It’s been a week since I could write or play or paint. I can’t really explain why – one day I just woke up and my muse was gone. It’s funny because a week ago I’d been so stormed with emotion, I couldn’t stop writing, playing, singing, painting. As if a war was going on inside my mind, full of screams and gunshots. I couldn’t sleep or eat. I was just thinking. And then, in one breath, it was all gone. The screams and the gunshots and the mess, they all went back to their place. The storm had passed, the war had ended, and I was left to clear the pile of bodies they left behind.

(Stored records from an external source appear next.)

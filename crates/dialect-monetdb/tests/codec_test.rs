use geodialect_core::{
    Geometry, GeometryFactory, GeometryFormatError, GeometryText, PrecisionModel, Wkt, WktError,
    read_wkt,
    wkt::types::{Coord, Dimension, LineString, MultiLineString, Point},
};
use geodialect_dialect_monetdb::WktCodec;

fn encode(geometry: Option<&Geometry>, srid: i32) -> String {
    let mut sql = String::new();
    WktCodec
        .encode(geometry, srid, &mut sql)
        .expect("geometry should encode");
    sql
}

fn decode(text: &str) -> Geometry {
    WktCodec
        .decode(Some(text), &GeometryFactory::default())
        .expect("decode")
        .expect("non-null geometry")
}

#[test]
fn decode_takes_srid_from_the_factory() {
    let geometry = WktCodec
        .decode(Some("POINT (1 2)"), &GeometryFactory::with_srid(4326))
        .expect("decode")
        .expect("non-null geometry");

    assert_eq!(geometry, read_wkt("POINT (1 2)").expect("point").with_srid(4326));
}

#[test]
fn ewkt_srid_prefix_overrides_the_factory() {
    let geometry = WktCodec
        .decode(Some("SRID=3857;POINT (1 2)"), &GeometryFactory::with_srid(4326))
        .expect("decode")
        .expect("non-null geometry");

    assert_eq!(geometry.srid, Some(3857));
}

#[test]
fn decode_applies_fixed_precision() {
    let factory = GeometryFactory {
        srid: None,
        precision: PrecisionModel::Fixed { scale: 100.0 },
    };

    let geometry = WktCodec
        .decode(Some("LINESTRING (1.23456 2.34567, 3 4)"), &factory)
        .expect("decode")
        .expect("non-null geometry");

    assert_eq!(geometry, read_wkt("LINESTRING (1.23 2.35, 3 4)").expect("rounded line"));
}

#[test]
fn null_values_decode_to_none() {
    let factory = GeometryFactory::default();

    assert_eq!(WktCodec.decode(None, &factory).expect("sql null"), None);
    assert_eq!(WktCodec.decode(Some("NULL"), &factory).expect("null marker"), None);
}

#[test]
fn parse_failures_do_not_echo_the_input() {
    let input = "POLYGON ((0 0, 1 1, secret";

    let error = WktCodec
        .decode(Some(input), &GeometryFactory::default())
        .expect_err("malformed wkt");

    assert!(matches!(
        error,
        GeometryFormatError::Parse {
            target: GeometryText::Geometry,
            source: WktError::Syntax(_),
        }
    ));
    assert!(!error.to_string().contains("secret"));
}

#[test]
fn decoded_text_reencodes_to_equivalent_wkt() {
    let geometry = decode(
        "MULTIPOLYGON (((0 0, 0 1, 1 1, 0 0)), ((5 5, 5 6, 6 6, 5 5), (5.2 5.2, 5.2 5.4, 5.4 5.4, 5.2 5.2)))",
    );

    let sql = encode(Some(&geometry), 0);
    let text = sql
        .strip_prefix("ST_GeomFromText('")
        .and_then(|rest| rest.strip_suffix("', 0)"))
        .unwrap_or_else(|| panic!("unexpected constructor: {sql}"));

    assert_eq!(decode(text), geometry);
}

#[test]
fn null_and_empty_geometries_encode_as_null_keyword() {
    let empty = decode("POLYGON EMPTY");
    let empty_member = Geometry::new(Wkt::MultiLineString(MultiLineString::new(
        vec![LineString::new(Vec::new(), Dimension::XY)],
        Dimension::XY,
    )));

    assert_eq!(encode(None, 4326), "NULL");
    assert_eq!(encode(Some(&empty), 4326), "NULL");
    assert_eq!(encode(Some(&empty_member), 4326), "NULL");
}

#[test]
fn linear_ring_is_degraded_without_touching_the_input() {
    let ring = decode("LINESTRING (0 0, 0 1, 1 1, 0 0)").into_linear_ring();

    assert_eq!(
        encode(Some(&ring), 4326),
        "ST_GeomFromText('LINESTRING(0 0,0 1,1 1,0 0)', 4326)"
    );
    assert!(ring.is_linear_ring());
}

#[test]
fn three_dimensional_points_keep_z() {
    let point = decode("POINT Z (1 2 3.5)");

    assert_eq!(encode(Some(&point), -1), "ST_GeomFromText('POINT Z(1 2 3.5)', -1)");
}

#[test]
fn non_finite_coordinates_fail_instead_of_writing_unreadable_text() {
    let point = Geometry::new(Wkt::Point(Point::new(
        Some(Coord {
            x: f64::NAN,
            y: 1.0,
            z: None,
            m: None,
        }),
        Dimension::XY,
    )));
    let mut sql = String::new();

    let error = WktCodec
        .encode(Some(&point), 4326, &mut sql)
        .expect_err("NaN has no WKT form");

    assert!(matches!(
        error,
        GeometryFormatError::Write {
            source: WktError::NonFinite
        }
    ));
    assert!(sql.is_empty());
}
#[path = "support/fake_spatial_dialect.rs"]
mod fake_spatial_dialect;

use fake_spatial_dialect::{FakeSpatialDialect, VERSION_QUERY};
use geodialect_testkit::{TestResult, load_test_cases_from_str, run_offline_test};

fn case(yaml: &str, name: &str) -> geodialect_testkit::TestCase {
    load_test_cases_from_str(yaml)
        .expect("yaml must parse")
        .remove(name)
        .expect("named testcase must be present")
}

fn two_column_yaml(executed: &str) -> String {
    format!(
        r#"
two_columns:
  schema: gis
  table: roads
  geometries:
    - {{ name: geom, type: LineString, srid: 4326 }}
    - {{ name: centroid, type: Point }}
  responses:
    "{VERSION_QUERY}": [["3.4"]]
  executed:
{executed}
"#
    )
}

#[test]
fn offline_runner_passes_when_executed_sql_matches() {
    let yaml = two_column_yaml(
        "    - REGISTER gis.roads.geom v3.4\n    - REGISTER gis.roads.centroid v3.4",
    );
    let testcase = case(&yaml, "two_columns");

    assert_eq!(
        run_offline_test(FakeSpatialDialect::default, &testcase),
        TestResult::Passed
    );
}

#[test]
fn offline_runner_fails_on_statement_mismatch() {
    let yaml = two_column_yaml("    - REGISTER gis.roads.geom v3.4");
    let testcase = case(&yaml, "two_columns");

    let result = run_offline_test(FakeSpatialDialect::default, &testcase);
    let TestResult::Failed(message) = result else {
        panic!("mismatched statements must fail, got {result:?}");
    };
    assert!(
        message.contains("executed SQL mismatch"),
        "unexpected failure message: {message}"
    );
}

#[test]
fn offline_runner_enforces_expected_error_contract() {
    let yaml = format!(
        r#"
failing_register:
  table: roads
  geometries:
    - {{ name: geom, type: Point }}
  fail_on:
    "REGISTER main.roads.geom v": "registry is read-only"
  error: "statement failed: REGISTER main.roads.geom v: registry is read-only"
missing_error:
  table: roads
  geometries:
    - {{ name: geom, type: Point }}
  responses:
    "{VERSION_QUERY}": [[~]]
  error: "statement failed: REGISTER main.roads.geom v: registry is read-only"
"#
    );

    assert_eq!(
        run_offline_test(
            FakeSpatialDialect::default,
            &case(&yaml, "failing_register")
        ),
        TestResult::Passed,
        "matching expected error must pass"
    );
    assert!(
        matches!(
            run_offline_test(FakeSpatialDialect::default, &case(&yaml, "missing_error")),
            TestResult::Failed(_)
        ),
        "successful execution with `error` expectation must fail"
    );
}

#[test]
fn offline_runner_rejects_unknown_geometry_type() {
    let yaml = r#"
bad_type:
  table: roads
  geometries:
    - { name: geom, type: Blob }
"#;

    let result = run_offline_test(FakeSpatialDialect::default, &case(yaml, "bad_type"));
    let TestResult::Failed(message) = result else {
        panic!("unknown geometry type must fail, got {result:?}");
    };
    assert!(message.contains("unknown geometry type 'Blob'"), "{message}");
}

#[test]
fn offline_runner_runs_drop_operation() {
    let yaml = r#"
drop:
  operation: drop_table
  table: roads
  executed:
    - UNREGISTER main.roads
"#;

    assert_eq!(
        run_offline_test(FakeSpatialDialect::default, &case(yaml, "drop")),
        TestResult::Passed
    );
}

#[test]
fn offline_runner_honours_skip_reason() {
    let yaml = r#"
skipped:
  table: roads
  skip: needs a live server
"#;

    assert_eq!(
        run_offline_test(FakeSpatialDialect::default, &case(yaml, "skipped")),
        TestResult::Skipped("needs a live server".to_string())
    );
}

The past week has been ruled by fear and insecurity, trapped by imbalance. I’ve been worried and afraid, I’ve gone in and out of my comfort zone, but creativity has left me. The storm has been so consuming, that it has left a void behind. Seems like I’ve forgotten how to dream. I’ve been incredibly present and practical for the past few days, but imagination, float, and wonder have left me.
And as my mind is tired and overwhelmed so is my body – I’m getting tired, and heavy, and clumsy, and frustrated – a rag, as my father would so shamelessly declare. Pimples are starting to wake up from their hibernation and expose their heads in full glory.
I’m surrounded by negativity that doesn’t seem willing to go away. Well, I hear spending the day around dead bodies can have such an influence on you… I’m trying to move, start clearing the area, but I feel like right now all I can do is stare at the damage with shock.
So maybe, all I need right now is give my mind a little rest, a chance to rejuvenate, to resurrect. I feel the change at the door step. The change I’ve been so willing to welcome into my life. But first, I need to wrap up the loose ends. Fix and mend and smooth everything. I need to treat the ground with love, uproot the dead in order to revive it. Until then, I’m going to face fear and negativity head on.
I’m going to try and find the inherent good in every living being, and find my faith, and balance.
I will dearly appreciate any tips and comments, and any thoughts of your own about the subject. Thank you.